AIM OF THE TASK: Give the data again exactly as it is written.

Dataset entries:
☆ ☆ ☆ ☆
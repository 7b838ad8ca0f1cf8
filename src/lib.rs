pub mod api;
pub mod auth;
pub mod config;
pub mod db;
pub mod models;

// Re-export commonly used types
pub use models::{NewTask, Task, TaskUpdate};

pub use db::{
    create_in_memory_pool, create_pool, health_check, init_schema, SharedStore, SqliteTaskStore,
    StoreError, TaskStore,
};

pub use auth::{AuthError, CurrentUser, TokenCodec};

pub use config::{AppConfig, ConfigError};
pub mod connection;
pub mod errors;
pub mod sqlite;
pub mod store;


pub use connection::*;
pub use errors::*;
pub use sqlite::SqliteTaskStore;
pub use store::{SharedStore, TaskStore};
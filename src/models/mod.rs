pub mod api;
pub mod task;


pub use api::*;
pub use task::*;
☆ ☆ ☆ ☆
SOLUTION TO THE EXERCISE:
repository 7b838ad8ca0f1cf8
filename src/lib.rs
pub mod api;
pub mod auth;
pub mod config;
pub mod db;
pub mod models;

// Re-export commonly used types
pub use models::{NewTask, Task, TaskUpdate};

pub use db::{
    create_in_memory_pool, create_pool, health_check, init_schema, SharedStore, SqliteTaskStore,
    StoreError, TaskStore,
};

pub use auth::{AuthError, CurrentUser, TokenCodec};

pub use config::{AppConfig, ConfigError};
pub mod connection;
pub mod errors;
pub mod sqlite;
pub mod store;


pub use connection::*;
pub use errors::*;
pub use sqlite::SqliteTaskStore;
pub use store::{SharedStore, TaskStore};
filename src/models/mod.rs
pub mod api;
pub mod task;


pub use api::*;
pub use task::*;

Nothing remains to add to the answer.